Navigating Change: Treating People Like People

There’s a saying that has followed me for years: “How you do one thing is how you do everything.” It applies beautifully to how organizations navigate change. The way we approach one shift – one decision, one transformation – reflects our broader culture and how we value (or overlook) the people carrying the work forward.

By this point in 2026, many organizations are already deep into planning for next year’s priorities. And if we’re honest, it can feel exhausting. Change is universal, but that doesn’t make it easy. And while every project may be different, one truth remains:

People – not plans, not processes – ultimately determine whether change succeeds or fails.

Why So Much Change Fails

For decades, research has shown a striking pattern: Nearly 70% of major change initiatives fail (McKinsey, Harvard Business Review). The top reasons?

  • Lack of communication
  • Lack of leadership engagement
  • Underestimating the human experience

Not the technology. Not the strategy. Not the plan. The people. On the flip side, when organizations invest intentionally in organizational change management, the story shifts dramatically. Prosci’s global benchmarking data shows that projects with excellent change management are six times more likely to meet their objectives. That’s not magic. That’s humanity in action.

Leadership Presence: The Make-or-Break Factor

There is a profound difference between executive sponsorship and executive engagement. One is a name on a slide. The other is a leader rolling up their sleeves, being visible, being human, and showing genuine support.

Study after study confirms that active and visible sponsorship is the #1 predictor of change success (Prosci). Employees are 3.5× more likely to adopt a change when leaders are consistently engaged.

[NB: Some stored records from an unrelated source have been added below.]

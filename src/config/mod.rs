//! Harness configuration.
//!
//! A [`CloudConfig`] selects the provider, whether capabilities talk to a
//! local emulator or a live account, the region, and free-form named
//! overrides. It is immutable once built and can be loaded from YAML files
//! or environment variables.

use std::collections::BTreeMap;
use std::fmt;
use std::str::FromStr;

use serde::{Deserialize, Serialize};

/// Prefix for configuration environment variables.
pub const CONFIG_ENV_PREFIX: &str = "CLOUD_TESTKIT";
/// Environment variable for logging configuration.
pub const LOG_ENV_VAR: &str = "CLOUD_TESTKIT_LOG";
/// Region used when none is configured.
pub const DEFAULT_REGION: &str = "us-east-1";

/// Override: endpoint of an externally managed emulator (skips container start).
pub const OVERRIDE_EMULATOR_ENDPOINT: &str = "emulator.endpoint";
/// Override: region reported to emulator-bound clients.
pub const OVERRIDE_EMULATOR_REGION: &str = "emulator.region";

/// Errors raised while building or loading configuration.
#[derive(Debug, thiserror::Error)]
pub enum ConfigError {
    #[error("Unknown cloud provider: {0}")]
    UnknownProvider(String),

    #[error("Unknown cloud mode: {0}")]
    UnknownMode(String),

    #[error("Failed to load configuration: {0}")]
    Load(#[from] ::config::ConfigError),
}

/// Supported cloud providers.
#[derive(Debug, Clone, Copy, PartialEq, Eq, Hash, Default, Serialize, Deserialize)]
#[serde(rename_all = "lowercase")]
pub enum CloudProvider {
    #[default]
    Aws,
    Azure,
    #[serde(alias = "google")]
    Gcp,
}

impl CloudProvider {
    pub fn as_str(&self) -> &'static str {
        match self {
            CloudProvider::Aws => "aws",
            CloudProvider::Azure => "azure",
            CloudProvider::Gcp => "gcp",
        }
    }
}

impl fmt::Display for CloudProvider {
    fn fmt(&self, f: &mut fmt::Formatter<'_>) -> fmt::Result {
        f.write_str(self.as_str())
    }
}

impl FromStr for CloudProvider {
    type Err = ConfigError;

    fn from_str(s: &str) -> Result<Self, Self::Err> {
        match s.trim().to_ascii_lowercase().as_str() {
            "aws" => Ok(CloudProvider::Aws),
            "azure" => Ok(CloudProvider::Azure),
            // "google" kept as an alias for older scenario files
            "gcp" | "google" => Ok(CloudProvider::Gcp),
            _ => Err(ConfigError::UnknownProvider(s.to_string())),
        }
    }
}

/// Whether capabilities target a local emulator or the real service.
#[derive(Debug, Clone, Copy, PartialEq, Eq, Hash, Default, Serialize, Deserialize)]
#[serde(rename_all = "lowercase")]
pub enum CloudMode {
    #[default]
    Emulator,
    Live,
}

impl fmt::Display for CloudMode {
    fn fmt(&self, f: &mut fmt::Formatter<'_>) -> fmt::Result {
        match self {
            CloudMode::Emulator => f.write_str("emulator"),
            CloudMode::Live => f.write_str("live"),
        }
    }
}

impl FromStr for CloudMode {
    type Err = ConfigError;

    fn from_str(s: &str) -> Result<Self, Self::Err> {
        match s.trim().to_ascii_lowercase().as_str() {
            "emulator" => Ok(CloudMode::Emulator),
            "live" => Ok(CloudMode::Live),
            _ => Err(ConfigError::UnknownMode(s.to_string())),
        }
    }
}

/// Immutable configuration consumed by provider adapters.
#[derive(Debug, Clone, Default, PartialEq, Eq, Serialize, Deserialize)]
#[serde(default)]
pub struct CloudConfig {
    provider: CloudProvider,
    mode: CloudMode,
    /// AWS region, Azure location, or GCP region/zone.
    region: Option<String>,
    /// GCP project id, AWS account alias, or Azure subscription alias.
    project: Option<String>,
    overrides: BTreeMap<String, String>,
}

impl CloudConfig {
    pub fn builder() -> CloudConfigBuilder {
        CloudConfigBuilder::default()
    }

    pub fn provider(&self) -> CloudProvider {
        self.provider
    }

    pub fn mode(&self) -> CloudMode {
        self.mode
    }

    pub fn region(&self) -> Option<&str> {
        self.region.as_deref()
    }

    /// Configured region, or [`DEFAULT_REGION`] when unset or blank.
    pub fn region_or_default(&self) -> &str {
        match self.region.as_deref() {
            Some(r) if !r.trim().is_empty() => r,
            _ => DEFAULT_REGION,
        }
    }

    pub fn project(&self) -> Option<&str> {
        self.project.as_deref()
    }

    pub fn overrides(&self) -> &BTreeMap<String, String> {
        &self.overrides
    }

    pub fn override_value(&self, key: &str) -> Option<&str> {
        self.overrides.get(key).map(String::as_str)
    }

    /// Load configuration from a YAML file and environment.
    ///
    /// Sources, later overriding earlier:
    /// 1. The YAML file at `path`
    /// 2. Environment variables with the `CLOUD_TESTKIT__` prefix
    ///    (e.g. `CLOUD_TESTKIT__MODE=live`)
    pub fn load(path: &str) -> Result<Self, ConfigError> {
        use ::config::{Config as ConfigLib, Environment, File, FileFormat};

        let config = ConfigLib::builder()
            .add_source(File::new(path, FileFormat::Yaml).required(true))
            .add_source(
                Environment::with_prefix(CONFIG_ENV_PREFIX)
                    .prefix_separator("__")
                    .separator("__"),
            )
            .build()?;

        Ok(config.try_deserialize()?)
    }

    /// Parse configuration from an in-memory YAML document.
    pub fn from_yaml_str(yaml: &str) -> Result<Self, ConfigError> {
        use ::config::{Config as ConfigLib, File, FileFormat};

        let config = ConfigLib::builder()
            .add_source(File::from_str(yaml, FileFormat::Yaml))
            .build()?;

        Ok(config.try_deserialize()?)
    }
}

/// Builder for [`CloudConfig`].
#[derive(Debug, Clone, Default)]
pub struct CloudConfigBuilder {
    inner: CloudConfig,
}

impl CloudConfigBuilder {
    pub fn provider(mut self, provider: CloudProvider) -> Self {
        self.inner.provider = provider;
        self
    }

    pub fn mode(mut self, mode: CloudMode) -> Self {
        self.inner.mode = mode;
        self
    }

    pub fn region(mut self, region: impl Into<String>) -> Self {
        self.inner.region = Some(region.into());
        self
    }

    pub fn project(mut self, project: impl Into<String>) -> Self {
        self.inner.project = Some(project.into());
        self
    }

    pub fn with_override(mut self, key: impl Into<String>, value: impl Into<String>) -> Self {
        self.inner.overrides.insert(key.into(), value.into());
        self
    }

    pub fn build(self) -> CloudConfig {
        self.inner
    }
}
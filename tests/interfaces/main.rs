//! Contract tests for cloud capabilities using Cucumber.
//!
//! Every capability implementation must satisfy the same feature files.
//! Select a backend via environment variable:
//!
//! ```bash
//! # In-memory (default)
//! cargo test --test interfaces --features test-utils
//!
//! # AWS services on LocalStack (uses testcontainers)
//! CLOUD_BACKEND=localstack cargo test --test interfaces --features test-utils,aws
//! ```

mod backend;
mod steps;

use cucumber::World;
use steps::blob_storage::BlobStorageWorld;
use steps::nosql_table::NoSqlTableWorld;
use steps::pubsub::PubSubWorld;
use steps::queue::QueueWorld;

#[tokio::main]
async fn main() {
    cloud_testkit::utils::init_tracing();

    println!("\n=== Running BlobStorage Contract Tests ===\n");
    BlobStorageWorld::cucumber()
        .fail_on_skipped()
        .run("tests/interfaces/features/blob_storage.feature")
        .await;

    println!("\n=== Running Queue Contract Tests ===\n");
    QueueWorld::cucumber()
        .fail_on_skipped()
        .run("tests/interfaces/features/queue.feature")
        .await;

    println!("\n=== Running PubSub Contract Tests ===\n");
    PubSubWorld::cucumber()
        .fail_on_skipped()
        .run("tests/interfaces/features/pubsub.feature")
        .await;

    println!("\n=== Running NoSqlTable Contract Tests ===\n");
    NoSqlTableWorld::cucumber()
        .fail_on_skipped()
        .run("tests/interfaces/features/nosql_table.feature")
        .await;
}
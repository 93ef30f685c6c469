//! SQS queue capability.
//!
//! Queues are resolved by name and created on demand. Receive long-polls and
//! deletes each message by its receipt handle before handing the body back,
//! so a caller never sees the same message twice.

use std::sync::Arc;
use std::time::Duration;

use async_trait::async_trait;
use aws_sdk_sqs::types::QueueAttributeName;
use aws_sdk_sqs::Client;
use backon::BackoffBuilder;
use tokio::sync::OnceCell;
use tokio::time::Instant;
use tracing::{debug, info, warn};

use super::clients::AwsClients;
use super::error::provider_error;
use crate::capability::{CapabilityError, ErrorKind, Queue, Result};
use crate::utils::retry::{deadline_after, provisioning_backoff, PROVISIONING_DEADLINE};
use crate::validation::validate_name;

/// Longest long-poll SQS accepts.
const MAX_WAIT_SECONDS: u64 = 20;
/// Seconds a received message stays invisible before it is deleted.
const VISIBILITY_TIMEOUT_SECONDS: i32 = 10;
/// Pause between non-blocking polls when less than a second remains.
const SHORT_POLL_PAUSE: Duration = Duration::from_millis(100);

/// SQS implementation of [`Queue`].
pub struct SqsQueue {
    clients: Arc<AwsClients>,
    client: OnceCell<Client>,
    provisioning_deadline: Duration,
}

impl SqsQueue {
    pub fn new(clients: Arc<AwsClients>) -> Self {
        Self {
            clients,
            client: OnceCell::new(),
            provisioning_deadline: PROVISIONING_DEADLINE,
        }
    }

    /// Override how long `ensure_queue` retries transient failures.
    pub fn with_provisioning_deadline(mut self, deadline: Duration) -> Self {
        self.provisioning_deadline = deadline;
        self
    }

    pub(crate) async fn client(&self) -> Result<&Client> {
        self.client.get_or_try_init(|| self.clients.sqs()).await
    }

    /// Queue URL, or `None` if the queue does not exist.
    pub(crate) async fn resolve_queue_url(&self, queue: &str) -> Result<Option<String>> {
        let client = self.client().await?;
        match client.get_queue_url().queue_name(queue).send().await {
            Ok(output) => Ok(output.queue_url),
            Err(e) => {
                let err = provider_error("get_queue_url", queue, e);
                if err.is_not_found() {
                    Ok(None)
                } else {
                    Err(err)
                }
            }
        }
    }

    /// Resolve or create the queue once, propagating transient failures.
    async fn resolve_or_create(&self, queue: &str) -> Result<String> {
        if let Some(url) = self.resolve_queue_url(queue).await? {
            return Ok(url);
        }

        let client = self.client().await?;
        match client.create_queue().queue_name(queue).send().await {
            Ok(output) => {
                info!(queue = %queue, "Created SQS queue");
                output.queue_url.ok_or_else(|| {
                    CapabilityError::UnexpectedResponse(format!(
                        "create_queue for '{queue}' returned no URL"
                    ))
                })
            }
            Err(e) => {
                let err = provider_error("create_queue", queue, e);
                if err.kind() == Some(ErrorKind::AlreadyExists) {
                    self.resolve_queue_url(queue).await?.ok_or(err)
                } else {
                    Err(err)
                }
            }
        }
    }

    /// Resolve or create the queue, retrying transient failures.
    ///
    /// Retries stop at the provisioning deadline; one last resolve is then
    /// attempted before the last transient error is returned.
    pub(crate) async fn ensure_queue_url(&self, queue: &str) -> Result<String> {
        let deadline = deadline_after(self.provisioning_deadline);
        let mut backoff = provisioning_backoff().build();

        let last_error = loop {
            match self.resolve_or_create(queue).await {
                Ok(url) => return Ok(url),
                Err(e) if e.is_retryable() => match backoff.next() {
                    Some(delay) if Instant::now() + delay < deadline => {
                        warn!(
                            queue = %queue,
                            error = %e,
                            delay_ms = delay.as_millis() as u64,
                            "Transient error provisioning queue, retrying"
                        );
                        tokio::time::sleep(delay).await;
                    }
                    _ => break e,
                },
                Err(e) => return Err(e),
            }
        };

        match self.resolve_queue_url(queue).await {
            Ok(Some(url)) => Ok(url),
            _ => Err(last_error),
        }
    }

    /// ARN of the queue at `queue_url`.
    pub(crate) async fn queue_arn(&self, queue: &str, queue_url: &str) -> Result<String> {
        let client = self.client().await?;
        let output = client
            .get_queue_attributes()
            .queue_url(queue_url)
            .attribute_names(QueueAttributeName::QueueArn)
            .send()
            .await
            .map_err(|e| provider_error("get_queue_attributes", queue, e))?;

        output
            .attributes
            .and_then(|mut attrs| attrs.remove(&QueueAttributeName::QueueArn))
            .ok_or_else(|| {
                CapabilityError::UnexpectedResponse(format!("queue '{queue}' has no ARN"))
            })
    }

    async fn delete_message(&self, queue: &str, queue_url: &str, receipt: &str) -> Result<()> {
        let client = self.client().await?;
        client
            .delete_message()
            .queue_url(queue_url)
            .receipt_handle(receipt)
            .send()
            .await
            .map_err(|e| provider_error("delete_message", queue, e))?;
        Ok(())
    }
}

#[async_trait]
impl Queue for SqsQueue {
    async fn ensure_queue(&self, queue: &str) -> Result<()> {
        validate_name("queue", queue)?;
        let url = self.ensure_queue_url(queue).await?;
        debug!(queue = %queue, url = %url, "Queue ready");
        Ok(())
    }

    async fn delete_queue(&self, queue: &str) -> Result<()> {
        validate_name("queue", queue)?;
        let Some(url) = self.resolve_queue_url(queue).await? else {
            return Ok(());
        };

        let client = self.client().await?;
        match client.delete_queue().queue_url(&url).send().await {
            Ok(_) => {
                info!(queue = %queue, "Deleted SQS queue");
                Ok(())
            }
            Err(e) => {
                let err = provider_error("delete_queue", queue, e);
                if err.is_not_found() {
                    Ok(())
                } else {
                    Err(err)
                }
            }
        }
    }

    async fn send(&self, queue: &str, body: &str) -> Result<()> {
        validate_name("queue", queue)?;
        let url = self.resolve_or_create(queue).await?;

        let client = self.client().await?;
        client
            .send_message()
            .queue_url(&url)
            .message_body(body)
            .send()
            .await
            .map_err(|e| provider_error("send_message", queue, e))?;

        debug!(queue = %queue, bytes = body.len(), "Sent message");
        Ok(())
    }

    async fn receive_timeout(&self, queue: &str, timeout: Duration) -> Result<Option<String>> {
        validate_name("queue", queue)?;
        let deadline = deadline_after(timeout);
        let url = self.resolve_or_create(queue).await?;
        let client = self.client().await?;

        loop {
            let remaining = deadline.saturating_duration_since(Instant::now());
            let wait_seconds = remaining.as_secs().min(MAX_WAIT_SECONDS) as i32;

            let output = client
                .receive_message()
                .queue_url(&url)
                .max_number_of_messages(1)
                .wait_time_seconds(wait_seconds)
                .visibility_timeout(VISIBILITY_TIMEOUT_SECONDS)
                .send()
                .await
                .map_err(|e| provider_error("receive_message", queue, e))?;

            if let Some(message) = output.messages.unwrap_or_default().into_iter().next() {
                let receipt = message.receipt_handle.ok_or_else(|| {
                    CapabilityError::UnexpectedResponse(format!(
                        "message from '{queue}' has no receipt handle"
                    ))
                })?;
                self.delete_message(queue, &url, &receipt).await?;
                debug!(queue = %queue, "Received and deleted message");
                return Ok(Some(message.body.unwrap_or_default()));
            }

            let remaining = deadline.saturating_duration_since(Instant::now());
            if remaining.is_zero() {
                return Ok(None);
            }
            if wait_seconds == 0 {
                tokio::time::sleep(remaining.min(SHORT_POLL_PAUSE)).await;
            }
        }
    }
}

People don’t need perfection – they need leaders who show up, speak honestly, listen openly, and model the change they’re asking others to embrace.

What You Don’t Change, You Choose

This has become my personal and professional motto. Change will always be part of our lives – some of it chosen, some of it not. But how we respond is always within our control.

Even small acts matter:

  • Choosing curiosity over frustration
  • Choosing compassion over assumptions
  • Choosing communication over silence
  • Choosing engagement over avoidance

Whether we’re leaders or individual contributors, we each influence the outcome of change.

How to Navigate Change With Humanity in 2026

Here are a few grounding practices that make all the difference:

  1. Do your best – consistently. Consistency builds trust. Trust builds momentum.
  2. Show empathy and compassion. People remember how you made them feel far longer than they remember your project plan.
  3. Extend grace – to yourself and others. Change is hard for everyone, including those leading it.
  4. Treat people with respect, always. Respect isn’t just a value – it’s a strategy.
  5. Stay positive and realistic. Optimism inspires; realism stabilizes. Effective change requires both.

The Bottom Line

Organizations don’t change. People do.

And people change best when they are informed, supported, respected, and treated like humans – not resources, not line items, not “users.”

As we navigate 2026 and beyond, let’s commit to leading change in a way that honors the people who make it possible. Because in the end, how we do one thing truly is how we do everything.